__DATA UNDER STUDY__.
>>
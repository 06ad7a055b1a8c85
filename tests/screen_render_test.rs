//! Rendering tests for the three screens using ratatui's TestBackend.

use std::sync::Arc;

use ratatui::backend::TestBackend;
use ratatui::Terminal;
use trivia_tui::adapters::MockHttpClient;
use trivia_tui::api::{QuestionFetch, ResponseCode, TriviaClient};
use trivia_tui::app::{App, SetupFocus};
use trivia_tui::config::ApiConfig;
use trivia_tui::models::{Category, ProfileField, Question, SessionToken};
use trivia_tui::session::Screen;
use trivia_tui::ui;

fn test_app() -> App {
    let client = TriviaClient::new(Arc::new(MockHttpClient::new()), ApiConfig::default());
    let mut app = App::new(client);
    app.session.apply_token(Ok(SessionToken::new("tok")));
    app
}

fn fill_profile(app: &mut App) {
    app.session.update_profile(ProfileField::FirstName, "Ada");
    app.session.update_profile(ProfileField::Category, "9");
    app.session.update_profile(ProfileField::Difficulty, "easy");
}

fn question() -> Question {
    Question::new(
        "Which planet is known as the &quot;Red Planet&quot;?",
        "Mars",
        vec!["Venus".to_string(), "Jupiter".to_string(), "Saturn".to_string()],
    )
}

/// Put the app on the question screen without touching the network.
fn app_on_question() -> App {
    let mut app = test_app();
    fill_profile(&mut app);
    app.session.begin_question_fetch().unwrap();
    app.session
        .apply_question_fetch(Ok(QuestionFetch::Batch(vec![question()])));
    app
}

fn render_to_string(app: &App, width: u16, height: u16) -> String {
    let backend = TestBackend::new(width, height);
    let mut terminal = Terminal::new(backend).unwrap();
    terminal.draw(|f| ui::render(f, app)).unwrap();
    terminal
        .backend()
        .buffer()
        .content()
        .iter()
        .map(|c| c.symbol())
        .collect::<String>()
}

#[test]
fn test_header_and_score_panel_always_render() {
    let mut app = test_app();
    app.session.score.apply(true);

    let content = render_to_string(&app, 80, 30);
    assert!(content.contains("Trivia Quiz"));
    assert!(content.contains("How Much Do You Know?"));
    assert!(content.contains("Score: 1"));
    assert!(content.contains("High Score: 1"));
}

#[test]
fn test_setup_screen_shows_placeholders() {
    let app = test_app();
    let content = render_to_string(&app, 80, 30);

    assert!(content.contains("First Name:"));
    assert!(content.contains("-- Select Category --"));
    assert!(content.contains("-- Select Difficulty --"));
    assert!(content.contains("Take Quiz"));
    assert!(!content.contains("Loading questions..."));
}

#[test]
fn test_setup_screen_shows_selected_values() {
    let mut app = test_app();
    fill_profile(&mut app);
    app.setup_focus = SetupFocus::Category;

    let content = render_to_string(&app, 80, 30);
    assert!(content.contains("Ada"));
    assert!(content.contains("General Knowledge"));
    assert!(content.contains("Easy"));
}

#[test]
fn test_loading_indicator_while_fetch_in_flight() {
    let mut app = test_app();
    fill_profile(&mut app);
    app.session.begin_question_fetch().unwrap();

    let content = render_to_string(&app, 80, 30);
    assert!(content.contains("Loading questions..."));
}

#[test]
fn test_validation_error_renders_on_setup() {
    let mut app = test_app();
    let _ = app.session.begin_question_fetch();

    let content = render_to_string(&app, 80, 30);
    assert!(content.contains("All fields must be filled out."));
}

#[test]
fn test_no_results_notice_names_category_and_difficulty() {
    let mut app = test_app();
    fill_profile(&mut app);
    app.session.begin_question_fetch().unwrap();
    app.session
        .apply_question_fetch(Ok(QuestionFetch::Empty(ResponseCode::NoResults)));

    assert_eq!(app.screen(), Screen::Setup);
    let content = render_to_string(&app, 120, 30);
    assert!(content.contains("There are no questions for General Knowledge with a difficulty of Easy"));
    assert!(content.contains("Back Home"));
}

#[test]
fn test_no_results_notice_keeps_fetched_query_after_form_edits() {
    let mut app = test_app();
    fill_profile(&mut app);
    app.session.begin_question_fetch().unwrap();
    app.session
        .apply_question_fetch(Ok(QuestionFetch::Empty(ResponseCode::NoResults)));

    app.session.update_profile(ProfileField::Category, "10");
    app.session.update_profile(ProfileField::Difficulty, "hard");

    let content = render_to_string(&app, 120, 30);
    assert!(content.contains("There are no questions for General Knowledge with a difficulty of Easy"));
    assert!(!content.contains("There are no questions for Entertainment: Books"));
    assert!(!content.contains("with a difficulty of Hard"));
}

#[test]
fn test_question_screen_waits_for_categories() {
    let app = app_on_question();
    assert_eq!(app.screen(), Screen::Question);

    let content = render_to_string(&app, 80, 30);
    assert!(content.contains("Loading category information..."));
    assert!(!content.contains("Red Planet"));
    assert!(!content.contains("( )"));
    assert!(!content.contains("Submit Answer"));
}

#[test]
fn test_question_screen_decodes_text_and_lists_choices_in_order() {
    let mut app = app_on_question();
    app.session.apply_categories(Ok(vec![Category {
        id: "9".to_string(),
        name: "General Knowledge".to_string(),
    }]));

    let content = render_to_string(&app, 100, 30);
    assert!(content.contains("Category: General Knowledge"));
    assert!(content.contains("Which planet is known as the \"Red Planet\"?"));
    assert!(!content.contains("&quot;"));

    let venus = content.find("Venus").unwrap();
    let jupiter = content.find("Jupiter").unwrap();
    let saturn = content.find("Saturn").unwrap();
    let mars = content.find("Mars").unwrap();
    assert!(venus < jupiter && jupiter < saturn && saturn < mars);
    assert!(content.contains("( )"));
    assert!(!content.contains("(\u{2022})"));
}

#[test]
fn test_selected_choice_shows_filled_radio() {
    let mut app = app_on_question();
    app.session.apply_categories(Ok(vec![Category {
        id: "9".to_string(),
        name: "General Knowledge".to_string(),
    }]));
    app.answer_selection.select(3, 4);

    let content = render_to_string(&app, 100, 30);
    assert!(content.contains("(\u{2022}) 4. Mars"));
}

#[test]
fn test_unknown_category_id_renders_not_found() {
    let mut app = app_on_question();
    app.session.apply_categories(Ok(vec![Category {
        id: "10".to_string(),
        name: "Entertainment: Books".to_string(),
    }]));

    let content = render_to_string(&app, 80, 30);
    assert!(content.contains("Category not found"));
}

#[test]
fn test_result_screen_for_correct_answer() {
    let mut app = app_on_question();
    app.session.submit_answer(Some("Mars")).unwrap();
    app.sync_screen();

    let content = render_to_string(&app, 100, 30);
    assert!(content.contains("Here's how you did, Ada."));
    assert!(content.contains("Congrats, you answered correctly!"));
    assert!(!content.contains("The correct answer was"));
    assert!(content.contains("Your current score: 1"));
    assert!(content.contains("Your high score: 1"));
    assert!(content.contains("Play Again"));
}

#[test]
fn test_result_screen_for_wrong_answer() {
    let mut app = app_on_question();
    app.session.submit_answer(Some("Venus")).unwrap();
    app.sync_screen();

    let content = render_to_string(&app, 100, 30);
    assert!(content.contains("Wrong Answer!"));
    assert!(content.contains("You'll get it on the next one!"));
    assert!(content.contains("The correct answer was: Mars"));
    assert!(content.contains("Your current score: 0"));
}

#[test]
fn test_small_terminal_does_not_panic() {
    let app = app_on_question();
    let _ = render_to_string(&app, 20, 8);
}
impl SubmittedAnswer {
    pub fn is_scored(&self) -> bool {
        self.scored
    }
}

/// Arguments for one question fetch, handed out by
/// [`SessionState::begin_question_fetch`].
#[derive(Debug, Clone, PartialEq, Eq)]
pub struct FetchRequest {
    pub token: SessionToken,
    pub category_id: String,
    pub difficulty: Difficulty,
}

/// Why a setup submit did not produce a fetch.
#[derive(Debug, Clone, Copy, PartialEq, Eq)]
pub enum SubmitRejected {
    /// A field was empty; the error message has been set.
    Invalid(ValidationError),
    /// The session token has not arrived (or never will).
    TokenNotReady,
    /// A fetch is already running.
    InFlight,
}

#[derive(Debug, Clone, Default)]
pub struct SessionState {
    pub profile: UserProfile,
    pub questions: QuestionBatch,
    pub token: Option<SessionToken>,
    pub score: ScoreState,
    pub answer: Option<SubmittedAnswer>,
    pub error: Option<String>,
    pub loading_questions: bool,
    /// Query of the fetch in flight, kept so its outcome is reported against
    /// what was sent rather than the current form.
    in_flight: Option<FetchRequest>,
    /// Cached for the whole process once loaded.
    pub categories: Option<CategoryDirectory>,
    pub loading_categories: bool,
}
//! Network actions. Each spawns a task that reports back via [`AppMessage`].

use std::sync::Arc;

use tracing::{debug, info};

use crate::models::ProfileField;
use crate::session::SubmitRejected;

use super::{App, AppMessage};

impl App {
    /// Request the session token. Called once at startup; never retried.
    pub fn request_token(&self) {
        let client = Arc::clone(&self.client);
        let message_tx = self.message_tx.clone();

        tokio::spawn(async move {
            let result = client.request_token().await;
            let _ = message_tx.send(AppMessage::TokenLoaded { result });
        });
    }

    /// Validate the setup form and start the question fetch.
    ///
    /// Returns `true` if a fetch was dispatched.
    pub fn submit_setup(&mut self) -> bool {
        let request = match self.session.begin_question_fetch() {
            Ok(request) => request,
            Err(SubmitRejected::Invalid(err)) => {
                debug!("Setup rejected: {}", err);
                self.mark_dirty();
                return false;
            }
            Err(reason) => {
                debug!("Setup submit ignored: {:?}", reason);
                return false;
            }
        };

        info!(
            "Fetching questions for category={} difficulty={}",
            request.category_id, request.difficulty
        );
        self.mark_dirty();

        let client = Arc::clone(&self.client);
        let message_tx = self.message_tx.clone();
        tokio::spawn(async move {
            let result = client
                .fetch_questions(&request.token, &request.category_id, request.difficulty)
                .await;
            let _ = message_tx.send(AppMessage::QuestionsLoaded { result });
        });
        true
    }

    /// Load the category directory unless it is cached or already loading.
    pub fn load_categories(&mut self) {
        if !self.session.needs_categories() {
            return;
        }
        self.session.begin_category_fetch();

        let client = Arc::clone(&self.client);
        let message_tx = self.message_tx.clone();
        tokio::spawn(async move {
            let result = client.list_categories().await;
            let _ = message_tx.send(AppMessage::CategoriesLoaded { result });
        });
    }

    /// Keyed profile update from the setup form.
    pub fn update_profile(&mut self, field: ProfileField, value: &str) {
        self.session.update_profile(field, value);
        self.mark_dirty();
    }

    /// Resolve the question with the selected radio option.
    pub fn submit_answer(&mut self) {
        let choice = self.session.questions.first().and_then(|question| {
            self.answer_selection
                .selected
                .and_then(|index| question.choices().get(index).map(|c| c.to_string()))
        });
        if self.session.submit_answer(choice.as_deref()).is_ok() {
            self.sync_screen();
        }
        self.mark_dirty();
    }

    /// Start another round. Score and high score carry over.
    pub fn restart(&mut self) {
        info!(
            "Restarting quiz (score={}, high_score={})",
            self.session.score.score, self.session.score.high_score
        );
        self.session.restart();
        self.sync_screen();
        self.mark_dirty();
    }

    /// "Back Home": only acts while an error is showing.
    pub fn return_home(&mut self) -> bool {
        let applied = self.session.return_home();
        if applied {
            self.sync_screen();
            self.mark_dirty();
        }
        applied
    }
}
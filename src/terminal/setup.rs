//! Terminal setup and teardown functions used by `TerminalManager`.

use crossterm::{
    cursor::{Hide, Show},
    execute,
    terminal::{disable_raw_mode, EnterAlternateScreen, LeaveAlternateScreen},
};
use std::io::{self, Write};

/// Enter the alternate screen and hide the cursor.
///
/// # Errors
///
/// Returns an error if any terminal command fails.
pub fn enter_tui_mode<W: Write>(writer: &mut W) -> io::Result<()> {
    execute!(writer, EnterAlternateScreen, Hide)
}

/// Leave TUI mode and restore the terminal to normal state.
///
/// Safe to call multiple times; errors are ignored.
pub fn leave_tui_mode<W: Write>(writer: &mut W) {
    let _ = disable_raw_mode();
    let _ = execute!(writer, LeaveAlternateScreen, Show);
    let _ = writer.flush();
}

/// Restore the terminal after a panic or error, ignoring all failures.
pub fn emergency_restore() {
    leave_tui_mode(&mut io::stdout());
}
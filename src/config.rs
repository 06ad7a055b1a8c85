//! Endpoint configuration for the Open Trivia Database.
//!
//! Host and paths are build-time constants. The builder methods exist so
//! tests can point the client at a local mock server.

/// Default provider base URL.
pub const DEFAULT_BASE_URL: &str = "https://opentdb.com";

/// Questions requested per fetch. Only the first one is ever shown.
pub const DEFAULT_QUESTION_AMOUNT: u32 = 50;

/// Path of the session token endpoint.
pub const TOKEN_PATH: &str = "/api_token.php";

/// Path of the category list endpoint.
pub const CATEGORIES_PATH: &str = "/api_category.php";

/// Path of the question endpoint.
pub const QUESTIONS_PATH: &str = "/api.php";

/// Configuration for [`crate::api::TriviaClient`].
///
/// ```ignore
/// let config = ApiConfig::default().with_base_url("http://127.0.0.1:9000");
/// assert_eq!(config.categories_url(), "http://127.0.0.1:9000/api_category.php");
/// ```
#[derive(Debug, Clone, PartialEq, Eq)]
pub struct ApiConfig {
    /// Scheme + host (+ port), without trailing slash
    pub base_url: String,
    /// Batch size sent as `amount`
    pub amount: u32,
}

impl Default for ApiConfig {
    fn default() -> Self {
        Self {
            base_url: DEFAULT_BASE_URL.to_string(),
            amount: DEFAULT_QUESTION_AMOUNT,
        }
    }
}

impl ApiConfig {
    /// Create a configuration with the default endpoints.
    pub fn new() -> Self {
        Self::default()
    }

    /// Override the base URL. A trailing slash is dropped.
    pub fn with_base_url(mut self, base_url: impl Into<String>) -> Self {
        let base_url = base_url.into();
        self.base_url = base_url.trim_end_matches('/').to_string();
        self
    }

    /// Override the batch size.
    pub fn with_amount(mut self, amount: u32) -> Self {
        self.amount = amount;
        self
    }

    /// `GET <token-endpoint>?command=request`
    pub fn token_url(&self) -> String {
        format!("{}{}?command=request", self.base_url, TOKEN_PATH)
    }

    /// `GET <categories-endpoint>`
    pub fn categories_url(&self) -> String {
        format!("{}{}", self.base_url, CATEGORIES_PATH)
    }

    /// `GET <questions-endpoint>?amount=N&type=multiple&category=..&difficulty=..&token=..`
    pub fn questions_url(&self, category_id: &str, difficulty: &str, token: &str) -> String {
        format!(
            "{}{}?amount={}&type=multiple&category={}&difficulty={}&token={}",
            self.base_url,
            QUESTIONS_PATH,
            self.amount,
            urlencoding::encode(category_id),
            urlencoding::encode(difficulty),
            urlencoding::encode(token),
        )
    }
}
//! Version and usage text.

/// The current version, read from Cargo.toml at compile time.
pub const VERSION: &str = env!("CARGO_PKG_VERSION");

/// `trivia-tui <version>`
pub fn version_line() -> String {
    format!("trivia-tui {}", VERSION)
}

pub fn usage() -> String {
    format!(
        "{}\n\
         A terminal trivia quiz backed by the Open Trivia Database.\n\n\
         USAGE:\n    trivia-tui [OPTIONS]\n\n\
         OPTIONS:\n    -h, --help       Print this help\n    -V, --version    Print version\n\n\
         ENVIRONMENT:\n    TRIVIA_LOG       Log filter (e.g. \"debug\"); enables the log file",
        version_line()
    )
}
//! Message handling for the App.

use tracing::debug;

use super::{App, AppMessage};

impl App {
    /// Handle an incoming async message
    pub fn handle_message(&mut self, msg: AppMessage) {
        self.mark_dirty();
        match msg {
            AppMessage::TokenLoaded { result } => {
                debug!("Token request finished (ok={})", result.is_ok());
                self.session.apply_token(result);
            }
            AppMessage::QuestionsLoaded { result } => {
                debug!("Question fetch finished (ok={})", result.is_ok());
                self.session.apply_question_fetch(result);
            }
            AppMessage::CategoriesLoaded { result } => {
                debug!("Category fetch finished (ok={})", result.is_ok());
                self.session.apply_categories(result);
            }
        }
        self.sync_screen();
    }
}
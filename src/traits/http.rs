//! HTTP client trait abstraction.
//!
//! The trivia API is read-only, so the trait only exposes GET. Production code
//! uses [`crate::adapters::ReqwestHttpClient`]; tests swap in
//! [`crate::adapters::MockHttpClient`].

use async_trait::async_trait;
use bytes::Bytes;
use std::collections::HashMap;

/// HTTP headers represented as a key-value map.
pub type Headers = HashMap<String, String>;

/// HTTP response wrapper.
#[derive(Debug, Clone)]
pub struct Response {
    /// HTTP status code
    pub status: u16,
    /// Response headers
    pub headers: Headers,
    /// Response body
    pub body: Bytes,
}

impl Response {
    /// Create a new response.
    pub fn new(status: u16, body: Bytes) -> Self {
        Self {
            status,
            headers: HashMap::new(),
            body,
        }
    }

    /// Create a `200 OK` response carrying a JSON body.
    pub fn json_ok(body: impl Into<String>) -> Self {
        let mut headers = HashMap::new();
        headers.insert("content-type".to_string(), "application/json".to_string());
        Self::with_headers(200, headers, Bytes::from(body.into()))
    }

    /// Create a new response with headers.
    pub fn with_headers(status: u16, headers: Headers, body: Bytes) -> Self {
        Self {
            status,
            headers,
            body,
        }
    }

    /// Check if the response indicates success (2xx status).
    pub fn is_success(&self) -> bool {
        (200..300).contains(&self.status)
    }

    /// Parse the response body as JSON.
    pub fn json<T: serde::de::DeserializeOwned>(&self) -> Result<T, serde_json::Error> {
        serde_json::from_slice(&self.body)
    }
}

/// HTTP client errors.
#[derive(Debug, Clone, PartialEq, Eq)]
pub enum HttpError {
    /// Connection failed
    ConnectionFailed(String),
    /// Request timeout
    Timeout(String),
    /// Invalid URL
    InvalidUrl(String),
    /// Other error
    Other(String),
}

impl std::fmt::Display for HttpError {
    fn fmt(&self, f: &mut std::fmt::Formatter<'_>) -> std::fmt::Result {
        match self {
            HttpError::ConnectionFailed(msg) => write!(f, "Connection failed: {}", msg),
            HttpError::Timeout(msg) => write!(f, "Request timeout: {}", msg),
            HttpError::InvalidUrl(msg) => write!(f, "Invalid URL: {}", msg),
            HttpError::Other(msg) => write!(f, "HTTP error: {}", msg),
        }
    }
}

impl std::error::Error for HttpError {}

/// Trait for HTTP client operations.
///
/// # Example
///
/// ```ignore
/// use trivia_tui::traits::{HttpClient, Headers};
///
/// async fn fetch<C: HttpClient>(client: &C) -> Result<u16, trivia_tui::traits::HttpError> {
///     let response = client.get("https://opentdb.com/api_category.php", &Headers::new()).await?;
///     Ok(response.status)
/// }
/// ```
#[async_trait]
pub trait HttpClient: Send + Sync {
    /// Perform a GET request.
    async fn get(&self, url: &str, headers: &Headers) -> Result<Response, HttpError>;
}

#[cfg(test)]
mod tests {
    use super::*;

    #[test]
    fn test_response_new() {
        let response = Response::new(200, Bytes::from("Hello"));
        assert_eq!(response.status, 200);
        assert!(response.headers.is_empty());
        assert_eq!(response.body, Bytes::from("Hello"));
    }

    #[test]
    fn test_response_json_ok_sets_content_type() {
        let response = Response::json_ok(r#"{"token":"abc"}"#);
        assert_eq!(response.status, 200);
        assert_eq!(
            response.headers.get("content-type"),
            Some(&"application/json".to_string())
        );
    }

    #[test]
    fn test_response_is_success() {
        assert!(Response::new(200, Bytes::new()).is_success());
        assert!(Response::new(204, Bytes::new()).is_success());
        assert!(!Response::new(301, Bytes::new()).is_success());
        assert!(!Response::new(404, Bytes::new()).is_success());
        assert!(!Response::new(503, Bytes::new()).is_success());
    }

    #[test]
    fn test_response_json() {
        #[derive(Debug, serde::Deserialize, PartialEq)]
        struct TokenBody {
            token: String,
        }

        let response = Response::json_ok(r#"{"token":"abc123"}"#);
        let data: TokenBody = response.json().unwrap();
        assert_eq!(
            data,
            TokenBody {
                token: "abc123".to_string()
            }
        );
    }

    #[test]
    fn test_http_error_display() {
        assert_eq!(
            HttpError::ConnectionFailed("refused".to_string()).to_string(),
            "Connection failed: refused"
        );
        assert_eq!(
            HttpError::Timeout("30s".to_string()).to_string(),
            "Request timeout: 30s"
        );
        assert_eq!(
            HttpError::InvalidUrl("bad url".to_string()).to_string(),
            "Invalid URL: bad url"
        );
        assert_eq!(
            HttpError::Other("unknown".to_string()).to_string(),
            "HTTP error: unknown"
        );
    }
}
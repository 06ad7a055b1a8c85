//! Trivia TUI - a terminal quiz client for the Open Trivia Database
//!
//! This library exposes modules for use in integration tests.

pub mod adapters;
pub mod api;
pub mod app;
pub mod cli;
pub mod config;
pub mod error;
pub mod logging;
pub mod models;
pub mod session;
pub mod terminal;
pub mod text;
pub mod traits;
pub mod ui;
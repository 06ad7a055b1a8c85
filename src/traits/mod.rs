//! Trait abstractions for dependency injection and testability.
//!
//! # Traits
//!
//! - [`HttpClient`] - HTTP GET operations used by the trivia API client

pub mod http;

pub use http::{Headers, HttpClient, HttpError, Response};
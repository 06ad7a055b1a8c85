//! Command-line interface.
//!
//! Call [`run_cli_command`] early in `main()`, before the terminal is put into
//! TUI mode:
//!
//! ```
//! use trivia_tui::cli::{parse_args, run_cli_command, CliCommand};
//!
//! let command = parse_args(vec!["trivia-tui".to_string()].into_iter());
//! assert_eq!(command, CliCommand::RunTui);
//! assert!(!run_cli_command(&command));
//! ```

pub mod args;
pub mod version;

pub use args::{parse_args, CliCommand};
pub use version::{usage, version_line, VERSION};

/// Print output for informational commands.
///
/// Returns `true` when the command was handled and the TUI should not start.
pub fn run_cli_command(command: &CliCommand) -> bool {
    match command {
        CliCommand::Version => {
            println!("{}", version_line());
            true
        }
        CliCommand::Help => {
            println!("{}", usage());
            true
        }
        CliCommand::RunTui => false,
    }
}

#[cfg(test)]
mod tests {
    use super::*;

    #[test]
    fn test_run_tui_is_not_handled() {
        assert!(!run_cli_command(&CliCommand::RunTui));
    }

    #[test]
    fn test_version_is_handled() {
        assert!(run_cli_command(&CliCommand::Version));
    }
}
<<
__WORK ORDER__.
Count the lines of the data above where the string "slash" shows up; reply with the number only.

__SOLUTION TO THIS PROBLEM__.
2